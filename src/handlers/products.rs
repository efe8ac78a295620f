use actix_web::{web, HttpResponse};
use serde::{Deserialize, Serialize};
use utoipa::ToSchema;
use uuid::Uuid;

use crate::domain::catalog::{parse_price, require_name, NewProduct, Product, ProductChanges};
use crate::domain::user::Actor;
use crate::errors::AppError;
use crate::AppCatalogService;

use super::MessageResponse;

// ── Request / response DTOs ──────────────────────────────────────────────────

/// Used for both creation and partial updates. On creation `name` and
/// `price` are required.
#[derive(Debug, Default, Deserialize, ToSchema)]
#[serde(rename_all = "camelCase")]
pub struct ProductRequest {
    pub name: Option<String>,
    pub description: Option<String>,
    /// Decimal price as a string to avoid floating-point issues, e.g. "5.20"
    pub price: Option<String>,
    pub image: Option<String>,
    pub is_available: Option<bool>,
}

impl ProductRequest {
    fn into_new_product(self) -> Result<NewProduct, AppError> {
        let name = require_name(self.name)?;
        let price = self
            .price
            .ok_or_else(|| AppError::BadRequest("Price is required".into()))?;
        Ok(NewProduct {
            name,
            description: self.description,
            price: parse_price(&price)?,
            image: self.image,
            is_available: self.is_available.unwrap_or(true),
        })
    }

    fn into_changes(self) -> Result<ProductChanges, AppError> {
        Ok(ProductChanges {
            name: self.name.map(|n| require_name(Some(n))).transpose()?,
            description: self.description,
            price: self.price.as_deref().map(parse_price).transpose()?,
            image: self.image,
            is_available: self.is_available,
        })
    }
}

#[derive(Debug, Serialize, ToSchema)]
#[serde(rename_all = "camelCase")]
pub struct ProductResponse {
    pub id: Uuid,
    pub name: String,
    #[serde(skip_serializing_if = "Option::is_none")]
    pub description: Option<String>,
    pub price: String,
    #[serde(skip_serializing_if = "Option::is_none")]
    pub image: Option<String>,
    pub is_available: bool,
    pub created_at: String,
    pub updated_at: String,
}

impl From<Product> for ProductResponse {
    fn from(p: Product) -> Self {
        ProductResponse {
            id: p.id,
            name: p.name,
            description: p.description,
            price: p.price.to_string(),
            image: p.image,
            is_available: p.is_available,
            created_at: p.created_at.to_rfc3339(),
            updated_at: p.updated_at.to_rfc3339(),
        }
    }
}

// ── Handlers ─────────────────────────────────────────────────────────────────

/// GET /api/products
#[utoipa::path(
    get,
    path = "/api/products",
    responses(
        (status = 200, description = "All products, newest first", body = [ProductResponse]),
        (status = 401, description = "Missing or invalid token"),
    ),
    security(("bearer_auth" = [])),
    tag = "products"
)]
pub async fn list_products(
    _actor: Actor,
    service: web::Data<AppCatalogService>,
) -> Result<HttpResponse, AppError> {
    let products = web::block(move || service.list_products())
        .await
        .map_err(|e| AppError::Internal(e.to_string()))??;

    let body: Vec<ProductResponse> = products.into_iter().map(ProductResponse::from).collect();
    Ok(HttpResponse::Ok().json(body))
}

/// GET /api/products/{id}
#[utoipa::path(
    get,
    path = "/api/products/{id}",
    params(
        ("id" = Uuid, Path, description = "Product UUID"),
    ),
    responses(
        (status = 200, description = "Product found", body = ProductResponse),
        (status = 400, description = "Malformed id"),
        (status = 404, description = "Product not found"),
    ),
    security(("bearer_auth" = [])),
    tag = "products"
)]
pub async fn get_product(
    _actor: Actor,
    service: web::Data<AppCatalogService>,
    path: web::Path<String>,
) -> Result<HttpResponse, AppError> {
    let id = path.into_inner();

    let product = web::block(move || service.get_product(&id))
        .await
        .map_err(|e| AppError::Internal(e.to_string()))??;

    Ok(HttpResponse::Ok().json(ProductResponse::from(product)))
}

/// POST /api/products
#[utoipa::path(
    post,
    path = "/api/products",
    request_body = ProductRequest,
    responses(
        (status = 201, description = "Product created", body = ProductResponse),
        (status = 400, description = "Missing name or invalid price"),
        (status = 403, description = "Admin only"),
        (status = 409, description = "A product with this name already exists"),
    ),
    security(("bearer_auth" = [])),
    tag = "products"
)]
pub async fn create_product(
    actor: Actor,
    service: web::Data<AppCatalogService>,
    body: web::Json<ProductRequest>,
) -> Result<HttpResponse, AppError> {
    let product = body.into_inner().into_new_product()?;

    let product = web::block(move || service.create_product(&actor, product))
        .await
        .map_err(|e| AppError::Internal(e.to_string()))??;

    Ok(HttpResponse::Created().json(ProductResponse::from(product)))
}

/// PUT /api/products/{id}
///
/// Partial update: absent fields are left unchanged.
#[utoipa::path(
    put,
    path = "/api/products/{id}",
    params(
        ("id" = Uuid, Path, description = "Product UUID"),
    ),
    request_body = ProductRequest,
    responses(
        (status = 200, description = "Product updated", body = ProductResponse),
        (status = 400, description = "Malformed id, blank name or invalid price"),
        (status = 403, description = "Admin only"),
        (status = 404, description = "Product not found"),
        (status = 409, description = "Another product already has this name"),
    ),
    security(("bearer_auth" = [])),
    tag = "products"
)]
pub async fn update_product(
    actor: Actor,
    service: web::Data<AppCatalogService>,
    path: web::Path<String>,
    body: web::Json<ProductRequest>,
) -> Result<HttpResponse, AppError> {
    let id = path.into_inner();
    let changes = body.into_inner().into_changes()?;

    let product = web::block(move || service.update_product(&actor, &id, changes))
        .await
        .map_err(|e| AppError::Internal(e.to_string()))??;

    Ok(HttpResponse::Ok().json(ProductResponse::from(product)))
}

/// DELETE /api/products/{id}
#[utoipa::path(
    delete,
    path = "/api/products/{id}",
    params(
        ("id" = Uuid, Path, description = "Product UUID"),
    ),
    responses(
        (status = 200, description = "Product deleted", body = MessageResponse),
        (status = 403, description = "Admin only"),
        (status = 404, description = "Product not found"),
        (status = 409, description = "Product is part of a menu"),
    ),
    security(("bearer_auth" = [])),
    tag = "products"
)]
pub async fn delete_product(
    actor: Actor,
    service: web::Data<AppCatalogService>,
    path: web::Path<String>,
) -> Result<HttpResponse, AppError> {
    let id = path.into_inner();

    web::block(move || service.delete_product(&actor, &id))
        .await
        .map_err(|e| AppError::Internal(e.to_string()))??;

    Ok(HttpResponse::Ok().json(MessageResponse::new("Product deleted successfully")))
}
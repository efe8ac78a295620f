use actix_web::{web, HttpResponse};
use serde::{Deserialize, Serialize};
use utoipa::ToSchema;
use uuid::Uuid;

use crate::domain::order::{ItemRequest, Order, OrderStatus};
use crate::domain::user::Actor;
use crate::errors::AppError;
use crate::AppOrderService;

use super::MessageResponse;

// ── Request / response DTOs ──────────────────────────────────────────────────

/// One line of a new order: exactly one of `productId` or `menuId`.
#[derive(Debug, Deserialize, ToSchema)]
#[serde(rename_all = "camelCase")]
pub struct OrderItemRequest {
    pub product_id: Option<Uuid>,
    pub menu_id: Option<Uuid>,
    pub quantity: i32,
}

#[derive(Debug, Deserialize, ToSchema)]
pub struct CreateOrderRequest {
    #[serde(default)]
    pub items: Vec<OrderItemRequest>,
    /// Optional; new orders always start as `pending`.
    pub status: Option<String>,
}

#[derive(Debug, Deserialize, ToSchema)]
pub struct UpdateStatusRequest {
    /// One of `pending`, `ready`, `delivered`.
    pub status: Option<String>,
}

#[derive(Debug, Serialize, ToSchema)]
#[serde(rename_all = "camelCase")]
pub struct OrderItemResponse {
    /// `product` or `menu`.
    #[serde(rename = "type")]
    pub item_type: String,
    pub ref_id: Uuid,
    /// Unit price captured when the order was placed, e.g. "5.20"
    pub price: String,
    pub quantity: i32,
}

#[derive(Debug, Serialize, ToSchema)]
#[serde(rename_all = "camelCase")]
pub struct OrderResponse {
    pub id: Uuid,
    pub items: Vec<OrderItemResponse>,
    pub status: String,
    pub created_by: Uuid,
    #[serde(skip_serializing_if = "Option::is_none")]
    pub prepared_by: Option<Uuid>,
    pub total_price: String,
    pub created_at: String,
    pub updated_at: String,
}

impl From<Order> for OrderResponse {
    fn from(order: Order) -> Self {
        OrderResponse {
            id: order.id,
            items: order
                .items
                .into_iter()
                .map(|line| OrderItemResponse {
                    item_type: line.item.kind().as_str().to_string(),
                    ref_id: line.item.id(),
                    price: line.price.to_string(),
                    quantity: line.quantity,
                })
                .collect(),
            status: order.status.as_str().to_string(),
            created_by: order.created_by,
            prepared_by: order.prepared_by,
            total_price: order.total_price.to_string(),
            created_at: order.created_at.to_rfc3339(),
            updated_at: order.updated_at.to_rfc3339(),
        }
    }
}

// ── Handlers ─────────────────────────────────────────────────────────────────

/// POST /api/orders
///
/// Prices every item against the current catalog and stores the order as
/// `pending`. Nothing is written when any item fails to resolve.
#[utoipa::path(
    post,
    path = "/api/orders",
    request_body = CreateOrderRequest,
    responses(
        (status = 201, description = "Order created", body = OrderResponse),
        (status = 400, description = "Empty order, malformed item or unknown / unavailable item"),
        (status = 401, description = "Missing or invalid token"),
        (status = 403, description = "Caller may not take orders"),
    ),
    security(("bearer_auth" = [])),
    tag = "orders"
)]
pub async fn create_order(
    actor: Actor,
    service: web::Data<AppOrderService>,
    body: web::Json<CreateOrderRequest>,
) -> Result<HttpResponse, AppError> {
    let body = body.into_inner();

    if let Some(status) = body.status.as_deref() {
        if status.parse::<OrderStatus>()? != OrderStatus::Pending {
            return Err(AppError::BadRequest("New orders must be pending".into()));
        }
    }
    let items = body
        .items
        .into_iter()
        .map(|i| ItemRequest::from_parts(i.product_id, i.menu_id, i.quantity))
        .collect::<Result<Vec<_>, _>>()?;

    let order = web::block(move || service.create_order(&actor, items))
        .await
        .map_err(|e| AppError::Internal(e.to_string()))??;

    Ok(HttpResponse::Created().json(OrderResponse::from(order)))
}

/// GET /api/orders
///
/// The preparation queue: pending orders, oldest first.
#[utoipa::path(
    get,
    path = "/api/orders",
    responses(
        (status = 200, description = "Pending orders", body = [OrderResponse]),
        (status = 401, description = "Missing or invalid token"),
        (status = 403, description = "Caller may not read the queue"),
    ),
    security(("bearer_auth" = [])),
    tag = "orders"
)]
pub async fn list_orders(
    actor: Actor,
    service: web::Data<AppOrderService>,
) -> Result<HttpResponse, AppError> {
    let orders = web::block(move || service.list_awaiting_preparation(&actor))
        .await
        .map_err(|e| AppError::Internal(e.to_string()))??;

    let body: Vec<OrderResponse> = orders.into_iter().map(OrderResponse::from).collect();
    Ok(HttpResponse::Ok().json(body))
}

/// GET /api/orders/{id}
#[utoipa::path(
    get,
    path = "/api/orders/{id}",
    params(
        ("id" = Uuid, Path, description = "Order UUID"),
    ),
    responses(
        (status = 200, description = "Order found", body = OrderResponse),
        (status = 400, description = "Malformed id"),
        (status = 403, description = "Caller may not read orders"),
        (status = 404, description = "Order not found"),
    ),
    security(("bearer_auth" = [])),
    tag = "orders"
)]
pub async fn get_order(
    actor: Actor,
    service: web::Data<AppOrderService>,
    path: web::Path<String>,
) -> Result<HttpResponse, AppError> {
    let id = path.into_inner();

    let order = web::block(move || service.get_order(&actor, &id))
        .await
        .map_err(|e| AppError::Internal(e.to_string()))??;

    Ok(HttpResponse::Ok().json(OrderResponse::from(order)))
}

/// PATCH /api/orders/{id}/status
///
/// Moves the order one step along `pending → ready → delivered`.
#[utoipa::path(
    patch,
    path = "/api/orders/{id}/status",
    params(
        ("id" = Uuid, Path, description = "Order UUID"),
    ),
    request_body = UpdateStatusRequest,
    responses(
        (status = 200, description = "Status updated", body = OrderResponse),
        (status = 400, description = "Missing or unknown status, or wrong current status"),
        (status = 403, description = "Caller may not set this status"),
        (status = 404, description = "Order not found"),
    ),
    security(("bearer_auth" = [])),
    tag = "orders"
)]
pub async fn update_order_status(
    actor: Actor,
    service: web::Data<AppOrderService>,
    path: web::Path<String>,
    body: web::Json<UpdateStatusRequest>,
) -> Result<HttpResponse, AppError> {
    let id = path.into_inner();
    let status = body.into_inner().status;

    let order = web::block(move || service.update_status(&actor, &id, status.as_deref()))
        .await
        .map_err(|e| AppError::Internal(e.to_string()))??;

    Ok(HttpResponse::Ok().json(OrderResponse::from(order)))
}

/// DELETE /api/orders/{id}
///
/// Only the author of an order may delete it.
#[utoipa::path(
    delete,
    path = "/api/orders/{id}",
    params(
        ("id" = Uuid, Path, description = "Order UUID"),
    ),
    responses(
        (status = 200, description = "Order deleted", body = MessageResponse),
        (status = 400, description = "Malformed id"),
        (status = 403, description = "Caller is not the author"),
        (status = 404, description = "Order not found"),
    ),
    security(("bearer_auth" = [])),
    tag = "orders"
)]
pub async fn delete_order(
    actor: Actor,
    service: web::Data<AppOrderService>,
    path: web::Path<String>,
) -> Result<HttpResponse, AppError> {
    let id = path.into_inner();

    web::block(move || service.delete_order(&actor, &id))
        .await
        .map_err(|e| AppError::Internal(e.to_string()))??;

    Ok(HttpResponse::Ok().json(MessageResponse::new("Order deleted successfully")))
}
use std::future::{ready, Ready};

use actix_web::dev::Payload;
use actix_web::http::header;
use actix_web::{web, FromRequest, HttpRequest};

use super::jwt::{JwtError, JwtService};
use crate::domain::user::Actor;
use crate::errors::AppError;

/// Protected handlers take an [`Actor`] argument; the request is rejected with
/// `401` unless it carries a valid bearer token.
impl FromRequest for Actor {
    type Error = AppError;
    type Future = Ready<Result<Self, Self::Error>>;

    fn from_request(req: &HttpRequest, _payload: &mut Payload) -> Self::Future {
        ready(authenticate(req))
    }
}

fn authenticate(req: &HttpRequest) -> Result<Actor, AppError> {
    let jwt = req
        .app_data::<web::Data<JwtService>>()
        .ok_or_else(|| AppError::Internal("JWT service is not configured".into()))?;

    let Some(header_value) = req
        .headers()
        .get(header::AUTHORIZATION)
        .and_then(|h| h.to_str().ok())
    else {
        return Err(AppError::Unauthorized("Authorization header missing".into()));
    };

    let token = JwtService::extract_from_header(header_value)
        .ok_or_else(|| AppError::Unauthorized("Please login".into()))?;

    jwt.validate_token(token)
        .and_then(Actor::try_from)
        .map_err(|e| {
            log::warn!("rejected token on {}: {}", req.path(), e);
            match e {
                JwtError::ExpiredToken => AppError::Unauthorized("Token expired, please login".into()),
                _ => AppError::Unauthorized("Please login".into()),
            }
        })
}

━━━━━━━━━━━━━━━━

§ Problem: Go through the listing above and return every line where the word "JwtService" occurs.

§ Result of the task:
use super::jwt::{JwtError, JwtService};
        .app_data::<web::Data<JwtService>>()
    let token = JwtService::extract_from_header(header_value)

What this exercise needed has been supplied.